Unless you’re a high-level executive at Twitter who can delete President Trump’s account (and if you are, for the love of God, please contact The A.V. Club, we have some questions for you), the answer is, “Not much.” But when it comes to building a gigantic border wall, Trump’s second-worst idea (running neck and neck with roughly every other idea he’s had in the past couple years), there’s an opportunity to put your money where his insipid architectural plan is. Cards Against Humanity has announced a holiday promotion, “Cards Against Humanity Saves America,” designed to throw a giant geographical wrench in the works of the border wall. We’ll let the company explain it:

Donald Trump is a preposterous golem who is afraid of Mexicans. He is so afraid that he wants to build a twenty-billion dollar wall that everyone knows will accomplish nothing. So we’ve purchased a plot of vacant land on the border and retained a law firm specializing in eminent domain to make it as time-consuming and expensive as possible for the wall to get built. On Day 1, all Cards Against Humanity Saves America recipients will get an illustrated map of the land, a certificate of our promise to fight the wall, some new cards, and a few other surprises.

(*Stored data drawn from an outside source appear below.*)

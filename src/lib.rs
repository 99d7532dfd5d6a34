//! Styled QR code generation, batch export, and scanning.
//!
//! The pipeline is content -> payload ([`content`]), payload -> styled
//! raster ([`render`] with [`style`]), optional center-image compositing
//! ([`overlay`]), and encoding to the output format ([`export`]). [`batch`]
//! drives the pipeline from CSV/JSON manifests, [`scan`] runs it in
//! reverse, and [`config`] persists the settings vocabulary shared by
//! config files, manifests, and CLI flags.

pub mod batch;
pub mod cli;
pub mod color;
pub mod config;
pub mod content;
pub mod export;
pub mod overlay;
pub mod render;
pub mod samples;
pub mod scan;
pub mod style;

pub use cli::{run, Cli, Commands};
//! Recurrent decoder — context-conditioned greedy generation.

use rand::Rng;

use verso_core::{Matrix, Result, VersoError};

use crate::activations::tanh;
use crate::embedding::EmbeddingTable;

/// One greedy decoding step.
#[derive(Debug, Clone)]
pub struct DecodedStep {
    /// Raw predicted output vector (embedding space).
    pub vector: Vec<f32>,
    /// Id of the nearest vocabulary embedding.
    pub id: usize,
    /// Euclidean distance to that embedding — the per-step loss proxy.
    pub distance: f32,
}

/// Recurrent decoder seeded by the encoder's context vector.
///
/// Step 0:
///
/// ```text
/// hidden = tanh(initial · context)
/// output = V·hidden + output_bias
/// ```
///
/// Steps i ≥ 1 feed back the previous step's raw output vector:
///
/// ```text
/// hidden = U'·hidden + W'·output_prev + C'·context + bias'
/// output = V·hidden + output_bias
/// ```
///
/// Note the asymmetry with the encoder: no nonlinearity is applied after
/// step 0, so the recurrence is purely linear from there on. With random
/// N(0, 1) weights that can diverge over long sequences; `decode` checks
/// each step for non-finite values and fails the verse rather than
/// propagating NaN.
///
/// Every output vector is immediately resolved to its nearest vocabulary
/// embedding (greedy decoding). The step count is supplied by the caller
/// from the reference target length (teacher-length decoding) — the decoder
/// does not self-terminate.
#[derive(Debug, Clone)]
pub struct Decoder {
    initial: Matrix,
    u: Matrix,
    w: Matrix,
    c: Matrix,
    bias: Vec<f32>,
    v: Matrix,
    output_bias: Vec<f32>,
}

impl Decoder {
    /// Create a decoder with N(0, 1) random parameters.
    pub fn new(embedding_dim: usize, hidden_dim: usize, rng: &mut impl Rng) -> Self {
        Self {
            initial: Matrix::randn(hidden_dim, hidden_dim, rng),
            u: Matrix::randn(hidden_dim, hidden_dim, rng),
            w: Matrix::randn(hidden_dim, embedding_dim, rng),
            c: Matrix::randn(hidden_dim, hidden_dim, rng),
            bias: Matrix::randn(hidden_dim, 1, rng).as_slice().to_vec(),
            v: Matrix::randn(embedding_dim, hidden_dim, rng),
            output_bias: Matrix::randn(embedding_dim, 1, rng).as_slice().to_vec(),
        }
    }

    /// Build from explicit parameters, validating every shape up front.
    #[allow(clippy::too_many_arguments)]
    pub fn from_parts(
        initial: Matrix,
        u: Matrix,
        w: Matrix,
        c: Matrix,
        bias: Vec<f32>,
        v: Matrix,
        output_bias: Vec<f32>,
    ) -> Result<Self> {
        let hidden_dim = w.rows();
        let embedding_dim = w.cols();
        for (m, rows, cols) in [
            (&initial, hidden_dim, hidden_dim),
            (&u, hidden_dim, hidden_dim),
            (&c, hidden_dim, hidden_dim),
            (&v, embedding_dim, hidden_dim),
        ] {
            if m.rows() != rows || m.cols() != cols {
                return Err(VersoError::ShapeMismatch {
                    expected: vec![rows, cols],
                    got: vec![m.rows(), m.cols()],
                });
            }
        }
        if bias.len() != hidden_dim {
            return Err(VersoError::ShapeMismatch {
                expected: vec![hidden_dim],
                got: vec![bias.len()],
            });
        }
        if output_bias.len() != embedding_dim {
            return Err(VersoError::ShapeMismatch {
                expected: vec![embedding_dim],
                got: vec![output_bias.len()],
            });
        }
        Ok(Self {
            initial,
            u,
            w,
            c,
            bias,
            v,
            output_bias,
        })
    }

    /// Hidden state size.
    pub fn hidden_dim(&self) -> usize {
        self.w.rows()
    }

    /// Output vector size (embedding space).
    pub fn embedding_dim(&self) -> usize {
        self.w.cols()
    }

    /// Run exactly `steps` greedy decoding steps against `table`.
    ///
    /// `steps == 0` returns an empty sequence without touching the context.
    pub fn decode(
        &self,
        context: &[f32],
        steps: usize,
        table: &EmbeddingTable,
    ) -> Result<Vec<DecodedStep>> {
        if context.len() != self.hidden_dim() {
            return Err(VersoError::ShapeMismatch {
                expected: vec![self.hidden_dim()],
                got: vec![context.len()],
            });
        }
        if table.embedding_dim() != self.embedding_dim() {
            return Err(VersoError::ShapeMismatch {
                expected: vec![self.embedding_dim()],
                got: vec![table.embedding_dim()],
            });
        }

        let mut decoded = Vec::with_capacity(steps);
        if steps == 0 {
            return Ok(decoded);
        }

        let mut hidden = tanh(&self.initial.matvec(context)?);
        let mut prev_output = self.project(&hidden)?;
        decoded.push(self.resolve(prev_output.clone(), table)?);

        for _ in 1..steps {
            let uh = self.u.matvec(&hidden)?;
            let wy = self.w.matvec(&prev_output)?;
            let cc = self.c.matvec(context)?;
            // Linear update: the source applies tanh only at initialization.
            hidden = self
                .bias
                .iter()
                .zip(uh.iter().zip(wy.iter().zip(&cc)))
                .map(|(b, (h, (y, ctx)))| b + h + y + ctx)
                .collect();
            if !hidden.iter().all(|v| v.is_finite()) {
                return Err(VersoError::NonFinite("decoder hidden state"));
            }
            prev_output = self.project(&hidden)?;
            decoded.push(self.resolve(prev_output.clone(), table)?);
        }
        Ok(decoded)
    }

    /// `V·hidden + output_bias`.
    fn project(&self, hidden: &[f32]) -> Result<Vec<f32>> {
        let vh = self.v.matvec(hidden)?;
        let output: Vec<f32> = vh
            .iter()
            .zip(&self.output_bias)
            .map(|(a, b)| a + b)
            .collect();
        if !output.iter().all(|v| v.is_finite()) {
            return Err(VersoError::NonFinite("decoder output vector"));
        }
        Ok(output)
    }

    fn resolve(&self, vector: Vec<f32>, table: &EmbeddingTable) -> Result<DecodedStep> {
        let (id, distance) = table.nearest(&vector)?;
        Ok(DecodedStep {
            vector,
            id,
            distance,
        })
    }
}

Yes, for just $15, you can contribute to a small section of land that will stand in between Donald Trump and his dream of a tall—just huge really, the absolute tallest, everybody agrees—border wall symbolically flipping the bird to our neighbors to the south, with extra emphasis on “symbolic,” given the projected efficacy of this wall at its intended goal. In exchange, over the course of December, the company will send you six surprises in the mail. Is this a business marketing strategy? Absolutely. Is it working? We’re writing about it, aren’t we? Does none of that really matter because it’s an excellent idea? Hell, we’ll even make an official endorsement of the promotion.

No word yet on the location of the plot of land, but we should know soon enough. In the meantime, don’t worry, everyone who thinks Cards Against Humanity is trying to somehow be politically correct. As the company itself says, “We’re just being regular correct.”